But the Left like and forgive Communism because it is the ultimate case of what they want: Control over other people. They want to reform the world and you need control for that. They also despise ordinary people so killing millions of them is no problem

by Jeff Jacoby

THE WEEK that just ended was bracketed by two anniversaries in the history of 20th-century totalitarianism.
Sunday was the centennial of the death of Vladimir Lenin.

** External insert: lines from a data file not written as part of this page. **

//! Object storage bucket

/// What happens to a resource when its stack is torn down
#[derive(Debug, Clone, Copy, PartialEq, Eq)]
pub enum RemovalPolicy {
    /// Delete the resource together with the stack
    Destroy,
    /// Orphan the resource; it outlives the stack
    Retain,
}

impl RemovalPolicy {
    /// Value used for `DeletionPolicy` / `UpdateReplacePolicy`
    pub fn as_template_value(&self) -> &'static str {
        match self {
            RemovalPolicy::Destroy => "Delete",
            RemovalPolicy::Retain => "Retain",
        }
    }
}

impl std::fmt::Display for RemovalPolicy {
    fn fmt(&self, f: &mut std::fmt::Formatter<'_>) -> std::fmt::Result {
        match self {
            RemovalPolicy::Destroy => write!(f, "destroy"),
            RemovalPolicy::Retain => write!(f, "retain"),
        }
    }
}

/// Bucket settings.
///
/// The removal policy has no default: callers must decide whether bucket
/// data survives a teardown.
#[derive(Debug, Clone, PartialEq, Eq)]
pub struct BucketProps {
    pub removal_policy: RemovalPolicy,

    /// Keep every version of every object
    pub versioned: bool,

    /// Empty the bucket before deleting it (requires `RemovalPolicy::Destroy`)
    pub auto_delete_objects: bool,
}

impl BucketProps {
    pub fn new(removal_policy: RemovalPolicy) -> Self {
        Self {
            removal_policy,
            versioned: false,
            auto_delete_objects: false,
        }
    }

    pub fn with_versioning(mut self) -> Self {
        self.versioned = true;
        self
    }

    pub fn with_auto_delete_objects(mut self) -> Self {
        self.auto_delete_objects = true;
        self
    }
}

/// A declared bucket
#[derive(Debug, Clone, PartialEq, Eq)]
pub struct Bucket {
    pub logical_id: String,
    pub props: BucketProps,
}

impl Bucket {
    /// Symbolic ARN of the bucket, resolved by the provisioning engine
    pub fn arn(&self) -> String {
        bucket_arn(&self.logical_id)
    }
}

pub(crate) fn bucket_arn(logical_id: &str) -> String {
    format!("${{{}.Arn}}", logical_id)
}

#[cfg(test)]
mod tests {
    use super::*;

    #[test]
    fn test_props_builders() {
        let props = BucketProps::new(RemovalPolicy::Destroy)
            .with_versioning()
            .with_auto_delete_objects();
        assert!(props.versioned);
        assert!(props.auto_delete_objects);
        assert_eq!(props.removal_policy, RemovalPolicy::Destroy);
    }

    #[test]
    fn test_removal_policy_template_value() {
        assert_eq!(RemovalPolicy::Destroy.as_template_value(), "Delete");
        assert_eq!(RemovalPolicy::Retain.as_template_value(), "Retain");
    }

    #[test]
    fn test_arn() {
        let bucket = Bucket {
            logical_id: "WebsiteBucket".to_string(),
            props: BucketProps::new(RemovalPolicy::Retain),
        };
        assert_eq!(bucket.arn(), "${WebsiteBucket.Arn}");
    }
}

The architect of the Bolshevik Revolution and first ruler of the Soviet Union was 53 when he died of a brain hemorrhage on Jan. 21, 1924.

Saturday was the anniversary of the liberation of Auschwitz, the extermination camp in Poland where 1.1 million victims were murdered by Nazi Germany between 1940 and 1945. The United Nations in 2005 designated Jan. 27 as International Holocaust Remembrance Day.

Why has the UN never dedicated a similar day of remembrance for the victims of communism?

The communist system introduced by Lenin has led to more slaughter and suffering than any other movement in history. For sheer murderous horror, there has never been a force to compare to it. The Nazis didn't come close. Adolf Hitler's regime eradicated 6 million Jews in the unprecedented genocide of the Holocaust. The Germans also killed at least 5 million non-Jews, among them ethnic Poles, prisoners of war, Romani people, and the disabled.

But the Nazi toll adds up to barely a tenth of the lives that have been extinguished by communist dictatorships. According to The Black Book of Communism, a magisterial compendium of communist crimes first published in France in 1997, the fanaticism unleashed by Lenin's revolution has sent at least 100 million men, women, and children to early graves. Beginning in 1917, communist regimes on four continents — from Russia and Eastern Europe to China and North Korea to Cuba and Ethiopia — engineered death on a scale unmatched in human annals.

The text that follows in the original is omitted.